1. I've been trying to solve this one problem for hours and I have no idea how to go about it so I was wondering if anyone had any ideas on how it could be solved

Question: On warming, N2O4(g) dissociates into NO2(g).

Measurement of the molar mass of an equilibrium mixture at a certain temperature gave a value of 80.2 gmol-1. Calculate the degree of dissociation at this temperature.

Any suggestions would be incredibly helpful
2. For a gas apparent molar mass is the weighted average of the real molar masses of all gases present. For example "molar mass" of air is around 29 g/mol.

Does it help?
3. (Original post by Borek)
For a gas apparent molar mass is the weighted average of the real molar masses of all gases present. For example "molar mass" of air is around 29 g/mol.

Does it help?
Still slightly baffled unfortunately
4. (Original post by oscartales)
Still slightly baffled unfortunately
Are you familiar with calculating atomic masses from two isotopes? Say 35Cl and 37Cl to get the Ar of 35.5? It's very similar to that.
5. (Original post by EierVonSatan)
Are you familiar with calculating atomic masses from two isotopes? Say 35Cl and 37Cl to get the Ar of 35.5? It's very similar to that.
Oh no I'm quite all right with that step It's what comes after that's making me confused because the question doesn't give you a value for Kp so I'm not sure how it would be possible to find the degree of dissociation
6. (Original post by oscartales)
Oh no I'm quite all right with that step It's what comes after that's making me confused because the question doesn't give you a value for Kp so I'm not sure how it would be possible to find the degree of dissociation
Then you've done the hard work, you've calculated the percentage of each species present So you know how much is dissociated i.e. the degree of dissociation.
7. (Original post by EierVonSatan)
Then you've done the hard work, you've calculated the percentage of each species present So you know how much is dissociated i.e. the degree of dissociation.
Hmm I keep getting the wrong answer in the end according to my answer book Would it be possible to guide me through the first part if it's possible?
8. (Original post by oscartales)
Hmm I keep getting the wrong answer in the end according to my answer book Would it be possible to guide me through the first part if it's possible?
Better if you go through what you've got and what the book's answer is? This is so we can see where you might be going wrong, instead
9. (Original post by EierVonSatan)
Better if you go through what you've got and what the book's answer is? This is so we can see where you might be going wrong, instead
Sure

Judging from the question, I assumed it would require us to find the molar mass present for each at equilibrium from the molar mass of the mixture (which was given - 80.2 gmol-1).

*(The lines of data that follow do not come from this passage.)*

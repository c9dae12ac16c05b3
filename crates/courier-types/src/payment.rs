//! Payment types for the courier backend.
//!
//! Defines the persisted payment record created when a QRPH intent is
//! generated, plus the provider-facing intent type returned by payment
//! provider implementations.

use chrono::{DateTime, Utc};
use rust_decimal::Decimal;
use serde::{Deserialize, Serialize};
use std::fmt;

use crate::PaymentMethod;

/// A payment record tied to an order.
///
/// Only QRPH payments are persisted; cash handover never creates a row.
/// The `qrph_reference` is the correlation key the provider echoes back in
/// webhook notifications, and it is stable once generated.
#[derive(Debug, Clone, Serialize, Deserialize, PartialEq)]
pub struct Payment {
	/// Unique identifier for this payment.
	pub id: String,
	/// The order this payment settles.
	pub order_id: String,
	/// Payment method. Always QRPH in the persisted flow.
	pub method: PaymentMethod,
	/// Current payment status. Moves forward only.
	pub status: PaymentStatus,
	/// External reference used as the webhook correlation key.
	pub qrph_reference: String,
	/// Scannable QR payload returned by the provider.
	pub qrph_qr_string: String,
	/// Amount the QR intent was created for.
	pub amount: Decimal,
	/// When the provider reported the payment settled, if it has.
	#[serde(skip_serializing_if = "Option::is_none")]
	pub paid_at: Option<DateTime<Utc>>,
	/// Timestamp when this payment record was created.
	pub created_at: DateTime<Utc>,
}

impl Payment {
	/// Creates a new payment record in `QR_GENERATED` status.
	pub fn new_qrph(
		order_id: impl Into<String>,
		reference: impl Into<String>,
		qr_string: impl Into<String>,
		amount: Decimal,
	) -> Self {
		Self {
			id: uuid::Uuid::new_v4().to_string(),
			order_id: order_id.into(),
			method: PaymentMethod::Qrph,
			status: PaymentStatus::QrGenerated,
			qrph_reference: reference.into(),
			qrph_qr_string: qr_string.into(),
			amount,
			paid_at: None,
			created_at: Utc::now(),
		}
	}
}

/// Status of a payment record.
///
/// Transitions only forward: `QR_GENERATED -> PAID` or
/// `QR_GENERATED -> FAILED`, never reversed.
#[derive(Debug, Clone, Copy, Serialize, Deserialize, PartialEq, Eq, Hash)]
#[serde(rename_all = "SCREAMING_SNAKE_CASE")]
pub enum PaymentStatus {
	/// A QR intent exists but the provider has not confirmed anything yet.
	QrGenerated,
	/// Provider confirmed the payment.
	Paid,
	/// Provider reported the payment failed.
	Failed,
}

impl fmt::Display for PaymentStatus {
	fn fmt(&self, f: &mut fmt::Formatter<'_>) -> fmt::Result {
		match self {
			PaymentStatus::QrGenerated => write!(f, "QR_GENERATED"),
			PaymentStatus::Paid => write!(f, "PAID"),
			PaymentStatus::Failed => write!(f, "FAILED"),
		}
	}
}

/// A QR payment intent created at the external provider.
///
/// Returned by payment provider implementations when a scannable payload
/// is requested for an order.
#[derive(Debug, Clone, Serialize, Deserialize)]
pub struct QrphIntent {
	/// Provider-side identifier for the intent.
	pub provider_intent_id: String,
	/// The scannable QR payload.
	pub qr_string: String,
}

#[cfg(test)]
mod tests {
	use super::*;

	#[test]
	fn test_payment_status_wire_format() {
		let json = serde_json::to_string(&PaymentStatus::QrGenerated).unwrap();
		assert_eq!(json, "\"QR_GENERATED\"");
	}

	#[test]
	fn test_new_qrph_payment() {
		let payment = Payment::new_qrph("order-1", "ORDER-1001", "0002010102...", Decimal::ONE);
		assert_eq!(payment.status, PaymentStatus::QrGenerated);
		assert_eq!(payment.method, PaymentMethod::Qrph);
		assert!(payment.paid_at.is_none());
	}
}
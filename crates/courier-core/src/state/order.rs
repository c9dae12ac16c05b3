//! Order lifecycle state machine.
//!
//! Rider-driven status changes are validated against a fixed transition
//! table and written with compare-and-swap so that two concurrent writes
//! to the same order cannot silently overwrite each other. Payment-driven
//! changes (marking an order payment-pending when a QR intent is created,
//! completing it when the provider confirms) are separate named operations
//! and do not consult the table.

use crate::error::CoreError;
use chrono::Utc;
use courier_storage::{StorageError, StorageService};
use courier_types::{Order, OrderStatus, PaymentMethod, StorageKey};
use once_cell::sync::Lazy;
use std::collections::HashMap;
use std::sync::Arc;

/// How many times a conditional write is retried against a fresh
/// snapshot before giving up with a conflict.
pub(crate) const MAX_SWAP_ATTEMPTS: usize = 3;

/// Status transitions a rider may request.
///
/// Every delivery passes through `PAYMENT_PENDING` before completion,
/// cash handover included. Terminal statuses allow nothing.
static ALLOWED_TRANSITIONS: Lazy<HashMap<OrderStatus, Vec<OrderStatus>>> = Lazy::new(|| {
	HashMap::from([
		(OrderStatus::Pending, vec![OrderStatus::EnRoute]),
		(OrderStatus::EnRoute, vec![OrderStatus::Arrived]),
		(OrderStatus::Arrived, vec![OrderStatus::PaymentPending]),
		(OrderStatus::PaymentPending, vec![OrderStatus::Completed]),
		(OrderStatus::Completed, vec![]),
		(OrderStatus::Cancelled, vec![]),
	])
});

/// Returns whether a rider-requested transition is permitted.
pub fn is_transition_allowed(from: OrderStatus, to: OrderStatus) -> bool {
	ALLOWED_TRANSITIONS
		.get(&from)
		.map(|targets| targets.contains(&to))
		.unwrap_or(false)
}

/// Manages order state and transitions on top of the storage service.
pub struct OrderLifecycle {
	storage: Arc<StorageService>,
}

impl OrderLifecycle {
	/// Creates a new lifecycle manager.
	pub fn new(storage: Arc<StorageService>) -> Self {
		Self { storage }
	}

	/// Stores an order and maintains the per-rider index.
	///
	/// Orders are created upstream by dispatch; this is the ingestion
	/// point (and the seeding point for tests and demos).
	pub async fn store_order(&self, order: &Order) -> Result<(), CoreError> {
		self.storage
			.store(StorageKey::Orders, &order.id, order)
			.await?;

		let mut ids: Vec<String> = match self
			.storage
			.retrieve(StorageKey::OrdersByRider, &order.rider_id)
			.await
		{
			Ok(ids) => ids,
			Err(StorageError::NotFound) => Vec::new(),
			Err(e) => return Err(e.into()),
		};
		if !ids.contains(&order.id) {
			ids.push(order.id.clone());
			self.storage
				.store(StorageKey::OrdersByRider, &order.rider_id, &ids)
				.await?;
		}
		Ok(())
	}

	/// Retrieves an order if it exists and belongs to the given rider.
	///
	/// A rider asking for another rider's order gets the same answer as
	/// for a nonexistent one, so order ids cannot be probed.
	pub async fn get_order_owned(
		&self,
		rider_id: &str,
		order_id: &str,
	) -> Result<Order, CoreError> {
		let order: Order = match self.storage.retrieve(StorageKey::Orders, order_id).await {
			Ok(order) => order,
			Err(StorageError::NotFound) => {
				return Err(CoreError::NotFound("Order not found".to_string()))
			},
			Err(e) => return Err(e.into()),
		};
		if order.rider_id != rider_id {
			return Err(CoreError::NotFound("Order not found".to_string()));
		}
		Ok(order)
	}

	/// Lists a rider's orders, optionally filtered by status, most
	/// recent first.
	pub async fn orders_for_rider(
		&self,
		rider_id: &str,
		status: Option<OrderStatus>,
	) -> Result<Vec<Order>, CoreError> {
		let ids: Vec<String> = match self
			.storage
			.retrieve(StorageKey::OrdersByRider, rider_id)
			.await
		{
			Ok(ids) => ids,
			Err(StorageError::NotFound) => return Ok(Vec::new()),
			Err(e) => return Err(e.into()),
		};

		let mut orders = Vec::with_capacity(ids.len());
		for id in &ids {
			match self.storage.retrieve::<Order>(StorageKey::Orders, id).await {
				Ok(order) => orders.push(order),
				// The index may briefly reference a removed order.
				Err(StorageError::NotFound) => continue,
				Err(e) => return Err(e.into()),
			}
		}

		if let Some(status) = status {
			orders.retain(|o| o.status == status);
		}
		orders.sort_by(|a, b| b.created_at.cmp(&a.created_at));
		Ok(orders)
	}

	/// Applies a rider-requested status change.
	///
	/// The transition is validated against the table on every attempt, so
	/// a concurrent writer that moves the order first causes a re-check
	/// against the fresh status rather than a blind overwrite.
	pub async fn request_status_change(
		&self,
		rider_id: &str,
		order_id: &str,
		target: OrderStatus,
	) -> Result<Order, CoreError> {
		let rider_id = rider_id.to_string();
		self.mutate_order(order_id, |order| {
			if order.rider_id != rider_id {
				return Err(CoreError::NotFound("Order not found".to_string()));
			}
			if !is_transition_allowed(order.status, target) {
				return Err(CoreError::InvalidTransition {
					from: order.status,
					to: target,
				});
			}
			order.status = target;
			Ok(())
		})
		.await
	}

	/// Sets the payment method the customer chose at the door.
	pub async fn set_payment_method(
		&self,
		rider_id: &str,
		order_id: &str,
		method: PaymentMethod,
	) -> Result<Order, CoreError> {
		let rider_id = rider_id.to_string();
		self.mutate_order(order_id, |order| {
			if order.rider_id != rider_id {
				return Err(CoreError::NotFound("Order not found".to_string()));
			}
			order.payment_method = Some(method);
			Ok(())
		})
		.await
	}

	/// Moves an order to `PAYMENT_PENDING` and links the payment record
	/// created for it. Called when a QR intent has been generated.
	pub async fn mark_payment_pending(
		&self,
		order_id: &str,
		payment_id: &str,
	) -> Result<Order, CoreError> {
		let payment_id = payment_id.to_string();
		self.mutate_order(order_id, |order| {
			order.status = OrderStatus::PaymentPending;
			order.payment_method = Some(PaymentMethod::Qrph);
			order.payment_id = Some(payment_id.clone());
			Ok(())
		})
		.await
	}

	/// Completes an order after the provider confirmed its payment.
	///
	/// Idempotent: completing an already-completed order is a no-op, so
	/// a redelivered webhook cannot disturb anything.
	pub async fn complete_for_payment(&self, order_id: &str) -> Result<Order, CoreError> {
		self.mutate_order(order_id, |order| {
			order.status = OrderStatus::Completed;
			Ok(())
		})
		.await
	}

	/// Read-modify-write with a bounded compare-and-swap retry loop.
	///
	/// The closure sees a fresh snapshot on every attempt and may reject
	/// the mutation based on it.
	async fn mutate_order<F>(&self, order_id: &str, mut apply: F) -> Result<Order, CoreError>
	where
		F: FnMut(&mut Order) -> Result<(), CoreError>,
	{
		for attempt in 0..MAX_SWAP_ATTEMPTS {
			let current: Order = match self.storage.retrieve(StorageKey::Orders, order_id).await {
				Ok(order) => order,
				Err(StorageError::NotFound) => {
					return Err(CoreError::NotFound("Order not found".to_string()))
				},
				Err(e) => return Err(e.into()),
			};

			let mut next = current.clone();
			apply(&mut next)?;
			if next == current {
				return Ok(current);
			}
			next.updated_at = Utc::now();

			if self
				.storage
				.swap(StorageKey::Orders, order_id, &current, &next)
				.await?
			{
				return Ok(next);
			}
			tracing::debug!(order_id = %order_id, attempt, "Lost order write race, retrying");
		}
		Err(CoreError::Conflict(
			"Order was modified concurrently".to_string(),
		))
	}
}

#[cfg(test)]
mod tests {
	use super::*;
	use courier_storage::implementations::memory::MemoryStorage;
	use rust_decimal::Decimal;

	fn lifecycle() -> OrderLifecycle {
		OrderLifecycle::new(Arc::new(StorageService::new(Box::new(MemoryStorage::new()))))
	}

	fn order_for(rider_id: &str, number: &str) -> Order {
		Order::new(rider_id, number, format!("BC-{}", number), Decimal::new(25000, 2))
	}

	#[test]
	fn test_transition_table() {
		assert!(is_transition_allowed(
			OrderStatus::Pending,
			OrderStatus::EnRoute
		));
		assert!(is_transition_allowed(
			OrderStatus::Arrived,
			OrderStatus::PaymentPending
		));
		assert!(is_transition_allowed(
			OrderStatus::PaymentPending,
			OrderStatus::Completed
		));

		// No skipping ahead, no going back, nothing out of terminal states.
		assert!(!is_transition_allowed(
			OrderStatus::Pending,
			OrderStatus::Arrived
		));
		// Completion always goes through PAYMENT_PENDING, cash included.
		assert!(!is_transition_allowed(
			OrderStatus::Arrived,
			OrderStatus::Completed
		));
		assert!(!is_transition_allowed(
			OrderStatus::Arrived,
			OrderStatus::EnRoute
		));
		assert!(!is_transition_allowed(
			OrderStatus::Completed,
			OrderStatus::Pending
		));
		assert!(!is_transition_allowed(
			OrderStatus::Cancelled,
			OrderStatus::EnRoute
		));
	}

	#[tokio::test]
	async fn test_status_change_walks_the_lifecycle() {
		let lifecycle = lifecycle();
		let order = order_for("rider-1", "1001");
		lifecycle.store_order(&order).await.unwrap();

		let order = lifecycle
			.request_status_change("rider-1", &order.id, OrderStatus::EnRoute)
			.await
			.unwrap();
		assert_eq!(order.status, OrderStatus::EnRoute);

		let order = lifecycle
			.request_status_change("rider-1", &order.id, OrderStatus::Arrived)
			.await
			.unwrap();
		assert_eq!(order.status, OrderStatus::Arrived);

		let err = lifecycle
			.request_status_change("rider-1", &order.id, OrderStatus::EnRoute)
			.await
			.unwrap_err();
		assert!(matches!(
			err,
			CoreError::InvalidTransition {
				from: OrderStatus::Arrived,
				to: OrderStatus::EnRoute,
			}
		));
	}

	#[tokio::test]
	async fn test_foreign_order_reads_as_missing() {
		let lifecycle = lifecycle();
		let order = order_for("rider-1", "1001");
		lifecycle.store_order(&order).await.unwrap();

		let err = lifecycle
			.get_order_owned("rider-2", &order.id)
			.await
			.unwrap_err();
		assert!(matches!(err, CoreError::NotFound(_)));

		let err = lifecycle
			.request_status_change("rider-2", &order.id, OrderStatus::EnRoute)
			.await
			.unwrap_err();
		assert!(matches!(err, CoreError::NotFound(_)));
	}

	#[tokio::test]
	async fn test_listing_filters_and_sorts() {
		let lifecycle = lifecycle();

		let mut first = order_for("rider-1", "1001");
		first.created_at = chrono::Utc::now() - chrono::Duration::hours(2);
		let second = order_for("rider-1", "1002");
		let other = order_for("rider-2", "2001");

		lifecycle.store_order(&first).await.unwrap();
		lifecycle.store_order(&second).await.unwrap();
		lifecycle.store_order(&other).await.unwrap();

		lifecycle
			.request_status_change("rider-1", &second.id, OrderStatus::EnRoute)
			.await
			.unwrap();

		let all = lifecycle.orders_for_rider("rider-1", None).await.unwrap();
		assert_eq!(all.len(), 2);
		// Most recent first.
		assert_eq!(all[0].id, second.id);
		assert_eq!(all[1].id, first.id);

		let en_route = lifecycle
			.orders_for_rider("rider-1", Some(OrderStatus::EnRoute))
			.await
			.unwrap();
		assert_eq!(en_route.len(), 1);
		assert_eq!(en_route[0].id, second.id);

		let empty = lifecycle.orders_for_rider("rider-3", None).await.unwrap();
		assert!(empty.is_empty());
	}

	#[tokio::test]
	async fn test_payment_side_channel_ops() {
		let lifecycle = lifecycle();
		let order = order_for("rider-1", "1001");
		lifecycle.store_order(&order).await.unwrap();

		let order = lifecycle
			.mark_payment_pending(&order.id, "pay-1")
			.await
			.unwrap();
		assert_eq!(order.status, OrderStatus::PaymentPending);
		assert_eq!(order.payment_method, Some(PaymentMethod::Qrph));
		assert_eq!(order.payment_id.as_deref(), Some("pay-1"));

		let order = lifecycle.complete_for_payment(&order.id).await.unwrap();
		assert_eq!(order.status, OrderStatus::Completed);

		// Redelivery of the completion is harmless.
		let order = lifecycle.complete_for_payment(&order.id).await.unwrap();
		assert_eq!(order.status, OrderStatus::Completed);
	}

	#[tokio::test]
	async fn test_store_order_is_idempotent_in_the_index() {
		let lifecycle = lifecycle();
		let order = order_for("rider-1", "1001");
		lifecycle.store_order(&order).await.unwrap();
		lifecycle.store_order(&order).await.unwrap();

		let all = lifecycle.orders_for_rider("rider-1", None).await.unwrap();
		assert_eq!(all.len(), 1);
	}
}
//! File-based storage backend implementation.
//!
//! Stores each value as a JSON-bytes file under a base directory, which
//! is enough persistence for a single-node deployment without external
//! dependencies. Writes go through a temp-file-then-rename so a crash
//! never leaves a half-written record. The conditional operations
//! serialize through a single mutex; this backend is atomic per process,
//! not across processes.

use crate::{StorageError, StorageInterface};
use async_trait::async_trait;
use courier_types::{ConfigSchema, Field, FieldType, ImplementationRegistry, Schema, ValidationError};
use std::path::PathBuf;
use tokio::fs;
use tokio::sync::Mutex;

/// File-based storage implementation.
pub struct FileStorage {
	/// Base directory path for storing files.
	base_path: PathBuf,
	/// Guards the read-compare-write window of the conditional operations.
	write_lock: Mutex<()>,
}

impl FileStorage {
	/// Creates a new FileStorage instance with the specified base path.
	pub fn new(base_path: PathBuf) -> Self {
		Self {
			base_path,
			write_lock: Mutex::new(()),
		}
	}

	/// Converts a storage key to a filesystem-safe file path.
	fn get_file_path(&self, key: &str) -> PathBuf {
		let safe_key = key.replace(['/', ':'], "_");
		self.base_path.join(format!("{}.json", safe_key))
	}

	async fn read_file(&self, key: &str) -> Result<Vec<u8>, StorageError> {
		let path = self.get_file_path(key);
		match fs::read(&path).await {
			Ok(data) => Ok(data),
			Err(e) if e.kind() == std::io::ErrorKind::NotFound => Err(StorageError::NotFound),
			Err(e) => Err(StorageError::Backend(e.to_string())),
		}
	}

	async fn write_file(&self, key: &str, value: Vec<u8>) -> Result<(), StorageError> {
		let path = self.get_file_path(key);

		if let Some(parent) = path.parent() {
			fs::create_dir_all(parent)
				.await
				.map_err(|e| StorageError::Backend(e.to_string()))?;
		}

		// Write atomically by writing to temp file then renaming
		let temp_path = path.with_extension("tmp");
		fs::write(&temp_path, value)
			.await
			.map_err(|e| StorageError::Backend(e.to_string()))?;
		fs::rename(&temp_path, &path)
			.await
			.map_err(|e| StorageError::Backend(e.to_string()))?;

		Ok(())
	}
}

#[async_trait]
impl StorageInterface for FileStorage {
	async fn get_bytes(&self, key: &str) -> Result<Vec<u8>, StorageError> {
		self.read_file(key).await
	}

	async fn set_bytes(&self, key: &str, value: Vec<u8>) -> Result<(), StorageError> {
		let _guard = self.write_lock.lock().await;
		self.write_file(key, value).await
	}

	async fn put_bytes_if_absent(&self, key: &str, value: Vec<u8>) -> Result<bool, StorageError> {
		let _guard = self.write_lock.lock().await;
		if self.get_file_path(key).exists() {
			return Ok(false);
		}
		self.write_file(key, value).await?;
		Ok(true)
	}

	async fn swap_bytes(
		&self,
		key: &str,
		expected: &[u8],
		value: Vec<u8>,
	) -> Result<bool, StorageError> {
		let _guard = self.write_lock.lock().await;
		let current = self.read_file(key).await?;
		if current.as_slice() != expected {
			return Ok(false);
		}
		self.write_file(key, value).await?;
		Ok(true)
	}

	async fn delete(&self, key: &str) -> Result<(), StorageError> {
		let _guard = self.write_lock.lock().await;
		let path = self.get_file_path(key);
		match fs::remove_file(&path).await {
			Ok(_) => Ok(()),
			Err(e) if e.kind() == std::io::ErrorKind::NotFound => Ok(()),
			Err(e) => Err(StorageError::Backend(e.to_string())),
		}
	}

	async fn exists(&self, key: &str) -> Result<bool, StorageError> {
		Ok(self.get_file_path(key).exists())
	}

	fn config_schema(&self) -> Box<dyn ConfigSchema> {
		Box::new(FileStorageSchema)
	}
}

/// Configuration schema for FileStorage.
pub struct FileStorageSchema;

impl ConfigSchema for FileStorageSchema {
	fn validate(&self, config: &toml::Value) -> Result<(), ValidationError> {
		let schema = Schema::new(
			vec![], // No required fields
			vec![Field::new("storage_path", FieldType::String)],
		);
		schema.validate(config)
	}
}

/// Registry entry for the file storage backend.
pub struct Registry;

impl ImplementationRegistry for Registry {
	const NAME: &'static str = "file";
	type Factory = crate::StorageFactory;

	fn factory() -> Self::Factory {
		create_storage
	}
}

impl crate::StorageRegistry for Registry {}

/// Factory function to create a file storage backend from configuration.
///
/// Configuration parameters:
/// - `storage_path`: Base directory for file storage (default: "./data/storage")
pub fn create_storage(config: &toml::Value) -> Result<Box<dyn StorageInterface>, StorageError> {
	let storage_path = config
		.get("storage_path")
		.and_then(|v| v.as_str())
		.unwrap_or("./data/storage")
		.to_string();

	Ok(Box::new(FileStorage::new(PathBuf::from(storage_path))))
}

#[cfg(test)]
mod tests {
	use super::*;
	use tempfile::tempdir;

	#[tokio::test]
	async fn test_roundtrip_and_delete() {
		let dir = tempdir().unwrap();
		let storage = FileStorage::new(dir.path().to_path_buf());

		storage
			.set_bytes("orders:o1", b"{\"id\":\"o1\"}".to_vec())
			.await
			.unwrap();
		assert_eq!(
			storage.get_bytes("orders:o1").await.unwrap(),
			b"{\"id\":\"o1\"}".to_vec()
		);

		storage.delete("orders:o1").await.unwrap();
		assert!(matches!(
			storage.get_bytes("orders:o1").await,
			Err(StorageError::NotFound)
		));
	}

	#[tokio::test]
	async fn test_conditional_writes() {
		let dir = tempdir().unwrap();
		let storage = FileStorage::new(dir.path().to_path_buf());

		assert!(storage
			.put_bytes_if_absent("k", b"a".to_vec())
			.await
			.unwrap());
		assert!(!storage
			.put_bytes_if_absent("k", b"b".to_vec())
			.await
			.unwrap());

		assert!(storage.swap_bytes("k", b"a", b"c".to_vec()).await.unwrap());
		assert!(!storage.swap_bytes("k", b"a", b"d".to_vec()).await.unwrap());
		assert_eq!(storage.get_bytes("k").await.unwrap(), b"c".to_vec());
	}
}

Therefore 80.2 gmol-1 would be ntotal. ntotal = nN2O4 + 2nNO2.

Let the moles of N2O4 at equilbrium be: 1-x and let the mass of NO2 be 2x.

I'm actually getting to this part and I'm realising that I don't know the mass of the compound so I have no idea how I got to an answer in the first place haha

I understand that if you use the total molar mass of the mixture then for the other components you must use: mass/no of. moles but everything's confusing me now that I'm writing it out

The answer given is 0.147 (for the degree of dissociation)
10. (Original post by oscartales)
Sure

Judging from the question, I assumed it would require us to find the molar mass present for each at equilibrium from the molar mass of the mixture (which was given - 80.2 gmol-1).

Therefore 80.2 gmol-1 would be ntotal. ntotal = nN2O4 + 2nNO2.

Let the moles of N2O4 at equilbrium be: 1-x and let the mass of NO2 be 2x.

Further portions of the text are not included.